Anne baba olarak çocuğumuza hangi dönemde olursa olsun sevgimizi göstermeliyiz. Her ne kadar onlar büyümüş havasına girseler de aslında her zaman bizim sevgi ve ilgimizi istemektedirler. Onlara şartsız sevgimizi sık sık söylemeli ve değişik şekillerde bunu göstermeliyiz. Onlara değer vermeli ve bunu onlara hissettirmeliyiz.

Dr. Sears, “Bir kurbağayı doğrudan kaynar suya koyarsanız hayatını kurtarabilmek için o anda kaynar su kabından dışarı fırlar. Eğer bu kurbağayı oda sıcaklığındaki suya koyar ve bu suyu yavaş yavaş ısıtırsanız kurbağa dışarı zıplamaz. Su sıcaklığındaki değişim o kadar yavaş ve dengelidir ki kurbağa kendisini yeni ortama uydurur ve kaçmaya kalkışmaz” der. Bunu toplumsal olarak içine düştüğümüz yozlaşmaya örnek gösterebiliriz. İnanç ve değerlerimize ait mefhumlar bu şekilde hiçe sayılmakta, yanlış olan ve milletimizin kültürüne aykırı olan yaşayış biçimleri bu şekilde alıştırılarak yavaş yavaş beyinlere kabul ettirilmektedir. Gençler ise bunlardan fazlasıyla etkilenmektedir. Sporcu, sanatçı ya da film yıldızlarını kendine örnek alan gençlerimiz onlar gibi giyinip onlar gibi yaşamaya çalışmaktadırlar. İşte burada ailelerin uyanık olup sınırlarını ona göre belirlemeleri gerekmektedir. Sınırlarımızı bilen gençler ona göre davranacaklardır.

Gençler ailelerinden ilgi ve anlayış beklemektedirler. Uzmanlar bu dönemde aile gencin hayatında daha güçlü yer almalı, ancak bunu daha az hissettirmelidir, demektedirler. Aile biraz geriden ama daha dikkatli olarak genci takip etmelidir. Gencin yaşadığı sıkıntıların anlaşıldığı, bunların geçici şeyler olduğu ve gencin yanında olunduğu onlara belirtilmelidir. Yaşadığı karmaşa sırasında yakınında anlayışlı bir ailesinin olması genci rahatlatacaktır.

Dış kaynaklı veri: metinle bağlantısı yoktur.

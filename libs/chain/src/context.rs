use std::sync::Arc;

use alloy_primitives::{Address, TxHash};
use alloy_sol_types::SolCall;
use tokio::sync::Mutex;

use crate::errors::ChainError;
use crate::ledger::{Ledger, TransactionCall};

/// Shared state of one chain client: the ledger and the transaction guard.
///
/// Cloning is cheap; every clone serializes its submissions through the same
/// guard, so nonces for the account are assigned one submission at a time.
#[derive(Clone)]
pub struct ChainContext {
    ledger: Arc<dyn Ledger>,
    transaction_guard: Arc<Mutex<()>>,
}

impl ChainContext {
    pub fn new(ledger: Arc<dyn Ledger>) -> Self {
        Self {
            ledger,
            transaction_guard: Arc::new(Mutex::new(())),
        }
    }

    pub fn ledger(&self) -> &Arc<dyn Ledger> {
        &self.ledger
    }

    pub fn account(&self) -> Address {
        self.ledger.account()
    }

    /// Runs a view call and decodes its return value.
    pub async fn query<C>(&self, to: Address, call: C) -> Result<C::Return, ChainError>
    where
        C: SolCall + Send,
    {
        let output = self.ledger.call(to, call.abi_encode().into()).await?;

        C::abi_decode_returns(&output).map_err(|e| {
            ChainError::Binding(format!(
                "cannot decode return data of {}: {}",
                C::SIGNATURE,
                e
            ))
        })
    }

    /// Submits a state-changing call while holding the transaction guard.
    pub async fn submit<C>(
        &self,
        to: Address,
        call: C,
        gas_limit: Option<u64>,
    ) -> Result<TxHash, ChainError>
    where
        C: SolCall + Send,
    {
        let request = TransactionCall {
            to,
            input: call.abi_encode().into(),
            gas_limit,
        };

        let _guard = self.transaction_guard.lock().await;
        self.ledger.transact(request).await
    }
}
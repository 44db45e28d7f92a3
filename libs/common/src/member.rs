use std::fmt;
use std::str::FromStr;

use alloy_primitives::Address;
use serde::{Deserialize, Serialize};

/// On-chain address of a keep contract instance.
pub type KeepAddress = Address;

/// Identifier of one protocol participant.
///
/// Derived from the participant's account address. The same bytes are used
/// as the network routing key and as the party tag given to the TSS engine,
/// so two ids are equal exactly when their bytes are.
#[derive(Debug, Clone, PartialEq, Eq, Hash, PartialOrd, Ord, Serialize, Deserialize)]
pub struct MemberId(Vec<u8>);

impl MemberId {
    pub fn from_bytes(bytes: impl Into<Vec<u8>>) -> Self {
        Self(bytes.into())
    }

    pub fn as_bytes(&self) -> &[u8] {
        &self.0
    }

    pub fn is_empty(&self) -> bool {
        self.0.is_empty()
    }

    /// Interprets the id as an account address, if it has address width.
    pub fn to_address(&self) -> Option<Address> {
        (self.0.len() == 20).then(|| Address::from_slice(&self.0))
    }
}

impl From<Address> for MemberId {
    fn from(address: Address) -> Self {
        Self(address.to_vec())
    }
}

impl From<&Address> for MemberId {
    fn from(address: &Address) -> Self {
        Self(address.to_vec())
    }
}

impl fmt::Display for MemberId {
    fn fmt(&self, f: &mut fmt::Formatter<'_>) -> fmt::Result {
        write!(f, "0x{}", hex::encode(&self.0))
    }
}

impl FromStr for MemberId {
    type Err = hex::FromHexError;

    fn from_str(s: &str) -> Result<Self, Self::Err> {
        let digits = s.strip_prefix("0x").unwrap_or(s);
        hex::decode(digits).map(Self)
    }
}
//! Ethereum coordination layer for keep tECDSA clients.
//!
//! Turns keep and factory contract logs into typed events, submits the
//! results of off-chain signing back to the contracts with bounded retries,
//! and exposes both behind [`ChainHandle`].

mod context;
mod errors;
mod ethereum;
mod factory;
mod keep;
mod retry;
mod submitter;

pub mod events;
pub mod ledger;
pub mod simulated;

pub use context::ChainContext;
pub use errors::ChainError;
pub use ethereum::{ChainHandle, EthereumChain, EventHandler};
pub use events::{EventWatcher, Subscription};
pub use factory::FactoryContract;
pub use keep::KeepContract;
pub use ledger::{AlloyLedger, Ledger};
pub use retry::{with_retry, RetryPolicy};
pub use submitter::{TransactionSubmitter, PUBLIC_KEY_SUBMISSION_GAS_LIMIT};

Çocuğa bir büyüğe davrandığımız gibi davranmalı, ama onun çocukça şeyler yapabileceğini, bir yanının çocuk olduğunu aklımızdan çıkarmamalıyız.

Gençlerle iletişim kurarken olumlu davranmalı, onları incitmeden, yanlış olduğunu düşündüğümüz harekete yönelik düşüncelerimizi belirtmeli, gence yönelik genelleme yapmaktan sakınmalıyız.

Bu dönemde gence güvenilmesi, yüreklendirilmesi, teşvik edilmesi gencin özgüveni açısından çok önemlidir.

Gençlere değişik sorumluluklar vererek onların ileriki dönemlerine hazırlıklı olarak girmelerini sağlayabiliriz. Hayatta hep rahatlık gören, hiç iş yapmayan genç ilerleyen zamanlarda bunun sıkıntısını çeker.

Gence yapılması gereken şeyleri söylemek, onlara bol bol nasihat vermek yerine onlara iyi birer örnek olmalıyız, ya da örnek bulup göstermeliyiz.

Çocuklarımıza karşı hareketlerimizde tutarlı olmalıyız. Genç hangi durumlarda hangi tepkiyi vereceğimizi bilmelidir. Aksi halde çelişkiye düşer. Fırtınalı bu dönemi atlatırken elimizden geldiğince onlara yardımcı olmalıyız.

Anne babalar olarak hepimize akıllı, bilgili, anlayışlı, inançlı, örnek çocuklar yetiştirmeyi temenni ediyorum.